Hello Daffodil

Every year, I am thrilled (and then appalled) that the daffodils begin to emerge this early in the season.
Every year, I tell them to head back underground and wait for warmer weather. At home, sometimes I kick up some leaves around them, in a feeble attempt to protect them from the elements…which I know will wreak havoc. Not unusual for us to get inches of snow in April.
But if the daffodils have taught me anything it’s that some things just have to happen in their own good time. If I want flowers in April or May, the plant has to start growing in March…long before I’m ready.
And it has taken me my whole life to learn this next lesson: I don’t control everything.
In fact, the older I get, the more I recognize that I don’t control much at all. Maybe nothing. Oh sure, I can get my hair cut. I can watch what I eat. I can be mindful about fast fashion and the plastics I allow into my life.
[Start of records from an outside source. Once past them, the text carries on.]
//! Multi-view fusion with centroid-radius outlier rejection.

use nalgebra::Point3;
use tracing::debug;

use placement_types::{Aabb, ObjectRole, PointCloud};

use crate::error::{FusionError, Result};

/// Result of fusing one object's per-camera point sets.
#[derive(Debug, Clone, PartialEq)]
pub struct FusionOutcome {
    /// The fused, cropped, outlier-filtered cloud.
    pub cloud: PointCloud,
    /// Points across all views before cropping.
    pub input_points: usize,
    /// Points dropped by the workspace crop.
    pub cropped_out: usize,
    /// Points dropped by the centroid-radius filter.
    pub outliers_removed: usize,
    /// Centroid the filter was anchored on.
    pub centroid: Point3<f64>,
}

impl FusionOutcome {
    /// Fraction of the cropped points rejected as outliers.
    #[must_use]
    pub fn outlier_fraction(&self) -> f64 {
        let cropped = self.cloud.len() + self.outliers_removed;
        if cropped == 0 {
            return 0.0;
        }
        #[allow(clippy::cast_precision_loss)]
        {
            self.outliers_removed as f64 / cropped as f64
        }
    }
}

impl std::fmt::Display for FusionOutcome {
    fn fmt(&self, f: &mut std::fmt::Formatter<'_>) -> std::fmt::Result {
        write!(
            f,
            "fusion: {} → {} points ({} cropped, {} outliers)",
            self.input_points,
            self.cloud.len(),
            self.cropped_out,
            self.outliers_removed
        )
    }
}

/// Fuses per-camera point sets for one object role.
///
/// Each view is cropped to `bounds`, the survivors are concatenated in
/// camera order, and points farther than `outlier_radius` from the
/// concatenated cloud's centroid are discarded. The filter is a single
/// pass: the centroid is not recomputed after rejection.
///
/// # Errors
///
/// - [`FusionError::InvalidRadius`] for a non-positive or non-finite
///   radius.
/// - [`FusionError::EmptyObservation`] when no view contributes a point
///   after cropping — the object is effectively invisible and the trial
///   must not proceed to composing a transform.
pub fn fuse_views(
    role: ObjectRole,
    views: &[PointCloud],
    bounds: &Aabb,
    outlier_radius: f64,
) -> Result<FusionOutcome> {
    if !outlier_radius.is_finite() || outlier_radius <= 0.0 {
        return Err(FusionError::InvalidRadius {
            radius: outlier_radius,
        });
    }

    let input_points: usize = views.iter().map(PointCloud::len).sum();
    let mut merged = PointCloud::new();
    for view in views {
        merged.extend_from(&view.cropped(bounds));
    }
    let cropped_out = input_points - merged.len();

    let Some(centroid) = merged.centroid() else {
        return Err(FusionError::EmptyObservation { role });
    };

    let kept: Vec<Point3<f64>> = merged
        .points
        .iter()
        .copied()
        .filter(|p| (p - centroid).norm() < outlier_radius)
        .collect();
    let outliers_removed = merged.len() - kept.len();

    let outcome = FusionOutcome {
        cloud: PointCloud::from_points(kept),
        input_points,
        cropped_out,
        outliers_removed,
        centroid,
    };
    debug!(
        role = role.as_str(),
        input = input_points,
        kept = outcome.cloud.len(),
        cropped = cropped_out,
        outliers = outliers_removed,
        "fused object views"
    );
    Ok(outcome)
}

#[cfg(test)]
#[allow(clippy::unwrap_used, clippy::expect_used)]
mod tests {
    use super::*;
    use approx::assert_relative_eq;

    fn wide_bounds() -> Aabb {
        Aabb::new(
            Point3::new(-10.0, -10.0, -10.0),
            Point3::new(10.0, 10.0, 10.0),
        )
    }

    #[test]
    fn test_retains_exact_inlier_set() {
        // 95 points inside radius 0.05 of a common centroid, 5 far away.
        let mut points = Vec::new();
        for i in 0..95 {
            let angle = f64::from(i) * 0.3;
            points.push(Point3::new(
                0.04 * angle.cos(),
                0.04 * angle.sin(),
                0.01 * (f64::from(i % 5) - 2.0),
            ));
        }
        for i in 0..5 {
            let angle = f64::from(i) * 1.3;
            points.push(Point3::new(5.0 * angle.cos(), 5.0 * angle.sin(), 0.0));
        }
        let cloud = PointCloud::from_points(points);

        let outcome = fuse_views(ObjectRole::Child, &[cloud], &wide_bounds(), 0.2).unwrap();
        assert_eq!(outcome.cloud.len(), 95);
        assert_eq!(outcome.outliers_removed, 5);
        // The far points barely move the centroid; every inlier survives.
        for p in &outcome.cloud.points {
            assert!(p.coords.norm() < 0.3);
        }
    }

    #[test]
    fn test_concatenates_across_cameras() {
        let a = PointCloud::from_points(vec![Point3::new(0.0, 0.0, 0.0)]);
        let b = PointCloud::from_points(vec![Point3::new(0.01, 0.0, 0.0)]);
        let outcome = fuse_views(ObjectRole::Parent, &[a, b], &wide_bounds(), 0.2).unwrap();
        assert_eq!(outcome.cloud.len(), 2);
        assert_relative_eq!(outcome.centroid.x, 0.005, epsilon = 1e-12);
    }

    #[test]
    fn test_crop_applies_before_centroid() {
        // A distant blob that would drag the centroid is cropped away first.
        let near = PointCloud::from_points(vec![
            Point3::new(0.0, 0.0, 0.0),
            Point3::new(0.05, 0.0, 0.0),
        ]);
        let far = PointCloud::from_points(vec![Point3::new(50.0, 0.0, 0.0)]);
        let bounds = Aabb::new(Point3::new(-1.0, -1.0, -1.0), Point3::new(1.0, 1.0, 1.0));
        let outcome = fuse_views(ObjectRole::Parent, &[near, far], &bounds, 0.2).unwrap();
        assert_eq!(outcome.cropped_out, 1);
        assert_eq!(outcome.cloud.len(), 2);
        assert!(outcome.centroid.x < 0.1);
    }

    #[test]
    fn test_empty_observation() {
        let err = fuse_views(ObjectRole::Parent, &[], &wide_bounds(), 0.2).unwrap_err();
        assert_eq!(
            err,
            FusionError::EmptyObservation {
                role: ObjectRole::Parent
            }
        );

        // Views that exist but crop to nothing are also an empty observation.
        let outside = PointCloud::from_points(vec![Point3::new(50.0, 0.0, 0.0)]);
        let bounds = Aabb::new(Point3::new(-1.0, -1.0, -1.0), Point3::new(1.0, 1.0, 1.0));
        let err = fuse_views(ObjectRole::Child, &[outside], &bounds, 0.2).unwrap_err();
        assert!(matches!(err, FusionError::EmptyObservation { .. }));
    }

    #[test]
    fn test_invalid_radius() {
        let cloud = PointCloud::from_points(vec![Point3::origin()]);
        assert!(matches!(
            fuse_views(ObjectRole::Child, &[cloud], &wide_bounds(), 0.0),
            Err(FusionError::InvalidRadius { .. })
        ));
    }

    #[test]
    fn test_filter_anchors_on_centroid_of_all_points() {
        // Centroid of all four points sits at x = 0.1875, so the point at
        // 0.3 survives while the one at 0.45 is rejected. Anchoring on the
        // dense cluster instead would have dropped both.
        let cloud = PointCloud::from_points(vec![
            Point3::new(0.0, 0.0, 0.0),
            Point3::new(0.0, 0.0, 0.0),
            Point3::new(0.3, 0.0, 0.0),
            Point3::new(0.45, 0.0, 0.0),
        ]);
        let outcome = fuse_views(ObjectRole::Child, &[cloud], &wide_bounds(), 0.2).unwrap();
        assert_eq!(outcome.cloud.len(), 3);
        assert_eq!(outcome.outliers_removed, 1);
    }
}
use crate::config::Config;
use crate::converters::gemini::GeminiErrorResponse;
use crate::error::RelayError;
use crate::request_id::RequestId;
use bytes::Bytes;
use reqwest::header::HeaderValue;
use serde_json::Value;
use std::sync::Arc;
use tracing::{debug, info};

#[derive(Debug)]
pub struct LlmClient {
    http_client: Arc<reqwest::Client>,
}

impl LlmClient {
    pub fn new(http_client: Arc<reqwest::Client>) -> Self {
        Self { http_client }
    }

    /// `generateContent` endpoint without the credential.
    pub fn build_target_url(config: &Config) -> String {
        let api_base = &config.api_base;
        let path = format!("models/{}:generateContent", config.model);
        if api_base.ends_with('/') { format!("{}{}", api_base, path) } else { format!("{}/{}", api_base, path) }
    }

    /// Sends the payload unchanged and returns the raw upstream body on 2xx.
    pub async fn generate_content(
        &self,
        payload: &Value,
        api_key: &str,
        config: &Config,
        request_id: Option<&RequestId>,
    ) -> Result<Bytes, RelayError> {
        let target_url = Self::build_target_url(config);

        let mut target_request = self
            .http_client
            .post(&target_url)
            .query(&[("key", api_key)])
            .header("Content-Type", "application/json")
            .timeout(config.timeout());

        if let Some(id) = request_id {
            if let Ok(val) = HeaderValue::from_str(&id.0) {
                target_request = target_request.header("x-request-id", val);
            }
        }

        info!("Forwarding request to: {}", target_url);
        debug!("request body: {}", payload);

        let response = target_request
            .json(payload)
            .send()
            .await
            .map_err(|e| RelayError::transport(e, config.timeout_secs))?;

        let status = response.status();
        let body = response
            .bytes()
            .await
            .map_err(|e| RelayError::transport(e, config.timeout_secs))?;

        if !status.is_success() {
            let message = GeminiErrorResponse::message_from_body(&body)
                .unwrap_or_else(|| format!("Request failed with status code {}", status.as_u16()));
            debug!("upstream error body: {}", String::from_utf8_lossy(&body));
            return Err(RelayError::Upstream { status, message });
        }

        debug!("upstream responded {} with {} bytes", status, body.len());
        Ok(body)
    }
}

#[cfg(test)]
mod tests {
    use super::*;
    use axum::http::StatusCode;
    use mockito::Matcher;
    use serde_json::json;

    fn client() -> LlmClient {
        LlmClient::new(Arc::new(reqwest::Client::new()))
    }

    fn config_for(url: String) -> Config {
        Config { api_base: url, timeout_secs: 5, ..Config::default() }
    }

    #[test]
    fn test_build_target_url_handles_trailing_slash() {
        let mut config = Config::default();
        assert_eq!(
            LlmClient::build_target_url(&config),
            "https://generativelanguage.googleapis.com/v1beta/models/gemini-2.0-flash:generateContent"
        );
        config.api_base = "http://localhost:9000/v1beta/".to_string();
        config.model = "gemini-1.5-flash".to_string();
        assert_eq!(
            LlmClient::build_target_url(&config),
            "http://localhost:9000/v1beta/models/gemini-1.5-flash:generateContent"
        );
    }

    #[tokio::test]
    async fn test_generate_content_sends_key_as_query_and_body_verbatim() {
        let payload = json!({
            "contents": [{ "role": "user", "parts": [{ "text": "hi" }] }],
            "generationConfig": { "temperature": 0.2 }
        });
        let mut server = mockito::Server::new_async().await;
        let m = server
            .mock("POST", Matcher::Regex(r"^/models/gemini-2\.0-flash:generateContent".to_string()))
            .match_query(Matcher::UrlEncoded("key".into(), "secret".into()))
            .match_header("x-request-id", "req-1")
            .match_body(Matcher::Json(payload.clone()))
            .with_status(200)
            .with_header("content-type", "application/json")
            .with_body(r#"{"candidates":[]}"#)
            .create_async()
            .await;

        let body = client()
            .generate_content(&payload, "secret", &config_for(server.url()), Some(&RequestId("req-1".to_string())))
            .await
            .unwrap();

        assert_eq!(&body[..], br#"{"candidates":[]}"#);
        m.assert_async().await;
    }

    #[tokio::test]
    async fn test_upstream_error_message_is_extracted() {
        let mut server = mockito::Server::new_async().await;
        let _m = server
            .mock("POST", Matcher::Regex("generateContent".to_string()))
            .match_query(Matcher::Any)
            .with_status(403)
            .with_body(r#"{"error":{"code":403,"message":"Permission denied","status":"PERMISSION_DENIED"}}"#)
            .create_async()
            .await;

        let err = client()
            .generate_content(&json!({ "contents": [] }), "k", &config_for(server.url()), None)
            .await
            .unwrap_err();

        match err {
            RelayError::Upstream { status, message } => {
                assert_eq!(status, StatusCode::FORBIDDEN);
                assert_eq!(message, "Permission denied");
            }
            other => panic!("unexpected error: {:?}", other),
        }
    }

    #[tokio::test]
    async fn test_upstream_error_without_message_uses_status_text() {
        let mut server = mockito::Server::new_async().await;
        let _m = server
            .mock("POST", Matcher::Regex("generateContent".to_string()))
            .match_query(Matcher::Any)
            .with_status(503)
            .with_body("upstream unavailable")
            .create_async()
            .await;

        let err = client()
            .generate_content(&json!({ "contents": [] }), "k", &config_for(server.url()), None)
            .await
            .unwrap_err();

        assert_eq!(err.status(), StatusCode::SERVICE_UNAVAILABLE);
        assert_eq!(err.to_string(), "Request failed with status code 503");
    }

    #[tokio::test]
    async fn test_connection_refused_is_transport_error_without_key() {
        let listener = std::net::TcpListener::bind("127.0.0.1:0").unwrap();
        let addr = listener.local_addr().unwrap();
        drop(listener);

        let err = client()
            .generate_content(&json!({ "contents": [] }), "top-secret", &config_for(format!("http://{}", addr)), None)
            .await
            .unwrap_err();

        assert!(matches!(err, RelayError::Transport { .. }));
        assert_eq!(err.status(), StatusCode::INTERNAL_SERVER_ERROR);
        let message = err.to_string();
        assert!(!message.is_empty());
        assert!(!message.contains("top-secret"));
        assert!(!format!("{:?}", err).contains("top-secret"));
    }
}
But does that control anything? It certainly makes me feel like I am in control of something. But truly, if a heart attack is on its way, or a plane crash occurs, or the end of democracy is imminent, or the sky is falling…honestly, am I in charge of any of it? Can I control anything at all?
In these crone years, a transition occurs, almost a miracle. We (all women) learn that we no longer have to do it all. Maybe it’s our turn to take a back seat and play the role of observer/seeker. Maybe even take care of our own mental health and physical bodies.
Tolstoy wrote in War and Peace about each person living two lives: one as the product of their own actions, and the other as part of the life of the swarm. The swarm, of course, is the life that is thrust upon us by the age we live in, the history we stand in, and the actions of others around us.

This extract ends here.